How to complete this task => Begin at the line containing "pub fn capacity(&self)" in the data below and go on through the line containing "use super::*;", repeating each line exactly; include both ends and no other line.

Data for this exercise =>
----------

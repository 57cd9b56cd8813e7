use crate::audio::AudioChunk;
use std::collections::VecDeque;

/// Chunks held while the handshake is incomplete
pub const PENDING_AUDIO_CAPACITY: usize = 60;

/// Bounded FIFO of captured audio. When full, the oldest chunk is evicted.
#[derive(Debug)]
pub struct PendingAudioQueue {
    chunks: VecDeque<AudioChunk>,
    capacity: usize,
}

impl PendingAudioQueue {
    /// Capacity is clamped to `1..=PENDING_AUDIO_CAPACITY`.
    pub fn new(capacity: usize) -> Self {
        let capacity = capacity.clamp(1, PENDING_AUDIO_CAPACITY);
        Self {
            chunks: VecDeque::with_capacity(capacity),
            capacity,
        }
    }

    /// Append a chunk, returning the evicted oldest chunk if the queue was full.
    pub fn push(&mut self, chunk: AudioChunk) -> Option<AudioChunk> {
        let evicted = if self.chunks.len() >= self.capacity {
            self.chunks.pop_front()
        } else {
            None
        };
        self.chunks.push_back(chunk);
        evicted
    }

    /// Remove and return every chunk, oldest first.
    pub fn drain(&mut self) -> Vec<AudioChunk> {
        self.chunks.drain(..).collect()
    }

    pub fn clear(&mut self) {
        self.chunks.clear();
    }

    pub fn len(&self) -> usize {
        self.chunks.len()
    }

    pub fn is_empty(&self) -> bool {
        self.chunks.is_empty()
    }

    pub fn capacity(&self) -> usize {
        self.capacity
    }
}

impl Default for PendingAudioQueue {
    fn default() -> Self {
        Self::new(PENDING_AUDIO_CAPACITY)
    }
}

#[cfg(test)]
mod tests {
    use super::*;

    fn chunk(tag: u8) -> AudioChunk {
        AudioChunk::input(vec![tag, 0])
    }

    #[test]
    fn test_fifo_order() {
        let mut queue = PendingAudioQueue::default();
        for i in 0..5 {
            assert!(queue.push(chunk(i)).is_none());
        }
        let tags: Vec<u8> = queue.drain().iter().map(|c| c.data()[0]).collect();
        assert_eq!(tags, vec![0, 1, 2, 3, 4]);
        assert!(queue.is_empty());
    }

    #[test]
    fn test_evicts_oldest_when_full() {
        let mut queue = PendingAudioQueue::default();
        for i in 0..60 {
            queue.push(chunk(i));
        }
        assert_eq!(queue.len(), 60);

        let evicted = queue.push(chunk(60)).expect("oldest chunk evicted");
        assert_eq!(evicted.data()[0], 0);
        assert_eq!(queue.len(), 60);

        let drained = queue.drain();
        assert_eq!(drained.first().unwrap().data()[0], 1);
        assert_eq!(drained.last().unwrap().data()[0], 60);
    }

    #[test]
    fn test_zero_capacity_is_clamped() {
        let mut queue = PendingAudioQueue::new(0);
        assert_eq!(queue.capacity(), 1);
        queue.push(chunk(1));
        queue.push(chunk(2));
        assert_eq!(queue.drain(), vec![chunk(2)]);
    }

    #[test]
    fn test_capacity_never_exceeds_limit() {
        let mut queue = PendingAudioQueue::new(500);
        assert_eq!(queue.capacity(), PENDING_AUDIO_CAPACITY);
        for i in 0..100 {
            queue.push(chunk(i));
        }
        assert_eq!(queue.len(), PENDING_AUDIO_CAPACITY);
        assert_eq!(queue.drain()[0].data()[0], 40);
    }
}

----------

Exercise output =>
    pub fn capacity(&self) -> usize {
        self.capacity
    }
}

impl Default for PendingAudioQueue {
    fn default() -> Self {
        Self::new(PENDING_AUDIO_CAPACITY)
    }
}

#[cfg(test)]
mod tests {
    use super::*;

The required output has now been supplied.